Assignment:
Gather all lines in the entries that include the word "StdinForwarding".

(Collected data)
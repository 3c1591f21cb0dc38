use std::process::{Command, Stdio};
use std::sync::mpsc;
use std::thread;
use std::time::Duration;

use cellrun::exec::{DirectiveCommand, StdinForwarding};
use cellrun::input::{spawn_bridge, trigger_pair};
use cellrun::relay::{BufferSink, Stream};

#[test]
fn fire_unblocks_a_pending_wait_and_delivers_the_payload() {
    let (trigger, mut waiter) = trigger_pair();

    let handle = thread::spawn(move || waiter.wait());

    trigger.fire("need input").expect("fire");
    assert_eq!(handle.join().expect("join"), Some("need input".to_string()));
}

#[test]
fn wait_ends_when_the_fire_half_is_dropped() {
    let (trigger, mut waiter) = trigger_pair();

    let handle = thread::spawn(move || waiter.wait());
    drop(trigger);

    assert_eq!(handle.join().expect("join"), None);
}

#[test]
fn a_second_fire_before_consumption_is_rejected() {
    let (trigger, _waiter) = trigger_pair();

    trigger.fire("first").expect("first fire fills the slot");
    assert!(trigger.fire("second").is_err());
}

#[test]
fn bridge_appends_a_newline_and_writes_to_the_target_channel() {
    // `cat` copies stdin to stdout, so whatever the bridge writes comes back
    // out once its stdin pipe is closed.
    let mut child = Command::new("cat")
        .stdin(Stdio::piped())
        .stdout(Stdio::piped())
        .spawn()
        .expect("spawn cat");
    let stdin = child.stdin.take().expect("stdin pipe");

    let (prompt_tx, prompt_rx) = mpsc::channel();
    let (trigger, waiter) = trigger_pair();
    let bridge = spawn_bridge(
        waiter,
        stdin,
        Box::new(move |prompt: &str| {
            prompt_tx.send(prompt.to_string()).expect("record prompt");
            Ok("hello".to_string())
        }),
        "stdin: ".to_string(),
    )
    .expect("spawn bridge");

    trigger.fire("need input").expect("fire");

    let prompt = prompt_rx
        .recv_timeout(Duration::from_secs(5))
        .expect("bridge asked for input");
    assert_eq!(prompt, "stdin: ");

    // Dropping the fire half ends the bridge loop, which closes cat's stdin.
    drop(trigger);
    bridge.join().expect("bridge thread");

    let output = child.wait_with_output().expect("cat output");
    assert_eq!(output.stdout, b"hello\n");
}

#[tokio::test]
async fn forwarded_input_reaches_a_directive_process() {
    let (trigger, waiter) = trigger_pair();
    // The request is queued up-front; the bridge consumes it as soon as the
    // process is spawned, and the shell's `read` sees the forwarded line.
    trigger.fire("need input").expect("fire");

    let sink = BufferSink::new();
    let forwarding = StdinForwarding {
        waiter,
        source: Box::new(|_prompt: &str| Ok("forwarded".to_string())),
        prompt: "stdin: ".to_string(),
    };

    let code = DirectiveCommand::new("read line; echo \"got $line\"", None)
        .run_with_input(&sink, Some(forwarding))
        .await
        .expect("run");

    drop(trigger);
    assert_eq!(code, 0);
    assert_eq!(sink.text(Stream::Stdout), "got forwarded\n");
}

Completed exercise:
use cellrun::exec::{DirectiveCommand, StdinForwarding};
    let forwarding = StdinForwarding {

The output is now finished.